**PROBLEM TO WORK ON:** Up to and including the line that contains "impl ReconciliationStore for", write out each line of the material from its first line, exactly.

**SOURCE MATERIAL:**
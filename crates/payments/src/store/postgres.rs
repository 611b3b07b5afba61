//! Postgres implementation of the reconciliation store.
//!
//! All writes are single-statement `INSERT ... ON CONFLICT ... DO UPDATE`
//! upserts on the natural unique key, so concurrent duplicate deliveries
//! race safely at the database rather than in application code. Payment
//! amount and currency are deliberately absent from every conflict-update
//! list: once written they are immutable.

use async_trait::async_trait;
use sqlx::PgPool;
use time::OffsetDateTime;
use uuid::Uuid;

use super::{
    CustomerLink, PaymentKey, PaymentRecord, PaymentUpsert, PriceRecord, ReconciliationStore,
    SubscriptionRecord, SubscriptionUpsert,
};
use crate::error::PaymentsResult;

#[derive(Clone)]
pub struct PgStore {
    pool: PgPool,
}

impl PgStore {
    pub fn new(pool: PgPool) -> Self {
        Self { pool }
    }
}

#[async_trait]
impl ReconciliationStore for PgStore {
    async fn find_customer_link(
        &self,
        stripe_customer_id: &str,
    ) -> PaymentsResult<Option<CustomerLink>> {
        let link = sqlx::query_as::<_, CustomerLink>(
            r#"
            SELECT user_id, stripe_customer_id, email, name
            FROM stripe_customers
            WHERE stripe_customer_id = $1
            "#,
        )
        .bind(stripe_customer_id)
        .fetch_optional(&self.pool)
        .await?;

        Ok(link)
    }

    async fn find_customer_link_for_user(
        &self,
        user_id: Uuid,
    ) -> PaymentsResult<Option<CustomerLink>> {
        let link = sqlx::query_as::<_, CustomerLink>(
            r#"
            SELECT user_id, stripe_customer_id, email, name
            FROM stripe_customers
            WHERE user_id = $1
            "#,
        )
        .bind(user_id)
        .fetch_optional(&self.pool)
        .await?;

        Ok(link)
    }

    async fn upsert_customer_link(&self, link: CustomerLink) -> PaymentsResult<()> {
        sqlx::query(
            r#"
            INSERT INTO stripe_customers (user_id, stripe_customer_id, email, name, created_at, updated_at)
            VALUES ($1, $2, $3, $4, NOW(), NOW())
            ON CONFLICT (user_id) DO UPDATE SET
                stripe_customer_id = EXCLUDED.stripe_customer_id,
                email = COALESCE(EXCLUDED.email, stripe_customers.email),
                name = COALESCE(EXCLUDED.name, stripe_customers.name),
                updated_at = NOW()
            "#,
        )
        .bind(link.user_id)
        .bind(&link.stripe_customer_id)
        .bind(&link.email)
        .bind(&link.name)
        .execute(&self.pool)
        .await?;

        Ok(())
    }

    async fn find_price(&self, id: Uuid) -> PaymentsResult<Option<PriceRecord>> {
        let price = sqlx::query_as::<_, PriceRecord>(
            r#"
            SELECT id, stripe_price_id, product, unit_amount, currency, active
            FROM prices
            WHERE id = $1
            "#,
        )
        .bind(id)
        .fetch_optional(&self.pool)
        .await?;

        Ok(price)
    }

    async fn find_price_by_external(
        &self,
        stripe_price_id: &str,
    ) -> PaymentsResult<Option<PriceRecord>> {
        let price = sqlx::query_as::<_, PriceRecord>(
            r#"
            SELECT id, stripe_price_id, product, unit_amount, currency, active
            FROM prices
            WHERE stripe_price_id = $1
            "#,
        )
        .bind(stripe_price_id)
        .fetch_optional(&self.pool)
        .await?;

        Ok(price)
    }

    async fn upsert_payment(&self, upsert: PaymentUpsert) -> PaymentsResult<()> {
        let (intent_id, invoice_id, conflict_target) = match &upsert.key {
            PaymentKey::Intent(id) => (Some(id.as_str()), None, "stripe_payment_intent_id"),
            PaymentKey::Invoice(id) => (None, Some(id.as_str()), "stripe_invoice_id"),
        };

        // The conflict target is one of two fixed column names, never input.
        let sql = format!(
            r#"
            INSERT INTO payments (
                id, stripe_payment_intent_id, stripe_invoice_id, stripe_customer_id,
                user_id, subscription_id, amount, currency, status, payment_method,
                metadata, created_at, updated_at
            ) VALUES ($1, $2, $3, $4, $5, $6, $7, $8, $9, $10, $11, NOW(), NOW())
            ON CONFLICT ({conflict_target}) DO UPDATE SET
                status = EXCLUDED.status,
                payment_method = COALESCE(EXCLUDED.payment_method, payments.payment_method),
                stripe_customer_id = COALESCE(EXCLUDED.stripe_customer_id, payments.stripe_customer_id),
                user_id = COALESCE(payments.user_id, EXCLUDED.user_id),
                subscription_id = COALESCE(payments.subscription_id, EXCLUDED.subscription_id),
                metadata = payments.metadata || EXCLUDED.metadata,
                updated_at = NOW()
            "#
        );

        sqlx::query(&sql)
            .bind(Uuid::new_v4())
            .bind(intent_id)
            .bind(invoice_id)
            .bind(&upsert.stripe_customer_id)
            .bind(upsert.user_id)
            .bind(upsert.subscription_id)
            .bind(upsert.amount)
            .bind(&upsert.currency)
            .bind(upsert.status.as_str())
            .bind(&upsert.payment_method)
            .bind(&upsert.metadata)
            .execute(&self.pool)
            .await?;

        Ok(())
    }

    async fn mark_payment_succeeded_by_intent(
        &self,
        stripe_payment_intent_id: &str,
        metadata: serde_json::Value,
    ) -> PaymentsResult<bool> {
        let result = sqlx::query(
            r#"
            UPDATE payments
            SET status = 'succeeded',
                metadata = payments.metadata || $2,
                updated_at = NOW()
            WHERE stripe_payment_intent_id = $1
            "#,
        )
        .bind(stripe_payment_intent_id)
        .bind(&metadata)
        .execute(&self.pool)
        .await?;

        Ok(result.rows_affected() > 0)
    }

    async fn mark_payment_failed_by_invoice(
        &self,
        stripe_invoice_id: &str,
        metadata: serde_json::Value,
    ) -> PaymentsResult<bool> {
        let result = sqlx::query(
            r#"
            UPDATE payments
            SET status = 'failed',
                metadata = payments.metadata || $2,
                updated_at = NOW()
            WHERE stripe_invoice_id = $1
            "#,
        )
        .bind(stripe_invoice_id)
        .bind(&metadata)
        .execute(&self.pool)
        .await?;

        Ok(result.rows_affected() > 0)
    }

    async fn find_payment_by_intent(
        &self,
        stripe_payment_intent_id: &str,
    ) -> PaymentsResult<Option<PaymentRecord>> {
        let payment = sqlx::query_as::<_, PaymentRecord>(
            r#"
            SELECT id, stripe_payment_intent_id, stripe_invoice_id, stripe_customer_id,
                   user_id, subscription_id, amount, currency, status, payment_method, metadata
            FROM payments
            WHERE stripe_payment_intent_id = $1
            "#,
        )
        .bind(stripe_payment_intent_id)
        .fetch_optional(&self.pool)
        .await?;

        Ok(payment)
    }

    async fn find_payment_by_invoice(
        &self,
        stripe_invoice_id: &str,
    ) -> PaymentsResult<Option<PaymentRecord>> {
        let payment = sqlx::query_as::<_, PaymentRecord>(
            r#"
            SELECT id, stripe_payment_intent_id, stripe_invoice_id, stripe_customer_id,
                   user_id, subscription_id, amount, currency, status, payment_method, metadata
            FROM payments
            WHERE stripe_invoice_id = $1
            "#,
        )
        .bind(stripe_invoice_id)
        .fetch_optional(&self.pool)
        .await?;

        Ok(payment)
    }

    async fn upsert_subscription(&self, upsert: SubscriptionUpsert) -> PaymentsResult<()> {
        // Status, period bounds and cancellation fields reflect the most
        // recently processed event: unconditional overwrite, arrival order.
        sqlx::query(
            r#"
            INSERT INTO subscriptions (
                id, stripe_subscription_id, stripe_customer_id, user_id, price_id,
                status, current_period_start, current_period_end,
                cancel_at_period_end, canceled_at, created_at, updated_at
            ) VALUES ($1, $2, $3, $4, $5, $6, $7, $8, $9, $10, NOW(), NOW())
            ON CONFLICT (stripe_subscription_id) DO UPDATE SET
                status = EXCLUDED.status,
                stripe_customer_id = COALESCE(EXCLUDED.stripe_customer_id, subscriptions.stripe_customer_id),
                user_id = COALESCE(subscriptions.user_id, EXCLUDED.user_id),
                price_id = COALESCE(EXCLUDED.price_id, subscriptions.price_id),
                current_period_start = EXCLUDED.current_period_start,
                current_period_end = EXCLUDED.current_period_end,
                cancel_at_period_end = EXCLUDED.cancel_at_period_end,
                canceled_at = EXCLUDED.canceled_at,
                updated_at = NOW()
            "#,
        )
        .bind(Uuid::new_v4())
        .bind(&upsert.stripe_subscription_id)
        .bind(&upsert.stripe_customer_id)
        .bind(upsert.user_id)
        .bind(upsert.price_id)
        .bind(&upsert.status)
        .bind(upsert.current_period_start)
        .bind(upsert.current_period_end)
        .bind(upsert.cancel_at_period_end)
        .bind(upsert.canceled_at)
        .execute(&self.pool)
        .await?;

        Ok(())
    }

    async fn cancel_subscription(
        &self,
        stripe_subscription_id: &str,
        stripe_customer_id: Option<&str>,
        canceled_at: OffsetDateTime,
    ) -> PaymentsResult<()> {
        // Keeps the first observed cancellation timestamp so replays converge.
        sqlx::query(
            r#"
            INSERT INTO subscriptions (
                id, stripe_subscription_id, stripe_customer_id, status,
                canceled_at, created_at, updated_at
            ) VALUES ($1, $2, $3, 'canceled', $4, NOW(), NOW())
            ON CONFLICT (stripe_subscription_id) DO UPDATE SET
                status = 'canceled',
                canceled_at = COALESCE(subscriptions.canceled_at, EXCLUDED.canceled_at),
                updated_at = NOW()
            "#,
        )
        .bind(Uuid::new_v4())
        .bind(stripe_subscription_id)
        .bind(stripe_customer_id)
        .bind(canceled_at)
        .execute(&self.pool)
        .await?;

        Ok(())
    }

    async fn find_subscription_by_external(
        &self,
        stripe_subscription_id: &str,
    ) -> PaymentsResult<Option<SubscriptionRecord>> {
        let subscription = sqlx::query_as::<_, SubscriptionRecord>(
            r#"
            SELECT id, stripe_subscription_id, stripe_customer_id, user_id, price_id,
                   status, current_period_start, current_period_end,
                   cancel_at_period_end, canceled_at
            FROM subscriptions
            WHERE stripe_subscription_id = $1
            "#,
        )
        .bind(stripe_subscription_id)
        .fetch_optional(&self.pool)
        .await?;

        Ok(subscription)
    }

    async fn record_webhook_event(
        &self,
        stripe_event_id: &str,
        event_type: &str,
        outcome: &str,
        error: Option<&str>,
    ) -> PaymentsResult<()> {
        sqlx::query(
            r#"
            INSERT INTO webhook_events (stripe_event_id, event_type, outcome, error, received_at)
            VALUES ($1, $2, $3, $4, NOW())
            ON CONFLICT (stripe_event_id) DO NOTHING
            "#,
        )
        .bind(stripe_event_id)
        .bind(event_type)
        .bind(outcome)
        .bind(error)
        .execute(&self.pool)
        .await?;

        Ok(())
    }
}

**RESPONSE FOR THIS EXERCISE:**
filename crates/payments/src/store/postgres.rs
repository 611b3b07b5afba61
//! Postgres implementation of the reconciliation store.
//!
//! All writes are single-statement `INSERT ... ON CONFLICT ... DO UPDATE`
//! upserts on the natural unique key, so concurrent duplicate deliveries
//! race safely at the database rather than in application code. Payment
//! amount and currency are deliberately absent from every conflict-update
//! list: once written they are immutable.

use async_trait::async_trait;
use sqlx::PgPool;
use time::OffsetDateTime;
use uuid::Uuid;

use super::{
    CustomerLink, PaymentKey, PaymentRecord, PaymentUpsert, PriceRecord, ReconciliationStore,
    SubscriptionRecord, SubscriptionUpsert,
};
use crate::error::PaymentsResult;

#[derive(Clone)]
pub struct PgStore {
    pool: PgPool,
}

impl PgStore {
    pub fn new(pool: PgPool) -> Self {
        Self { pool }
    }
}

#[async_trait]
impl ReconciliationStore for PgStore {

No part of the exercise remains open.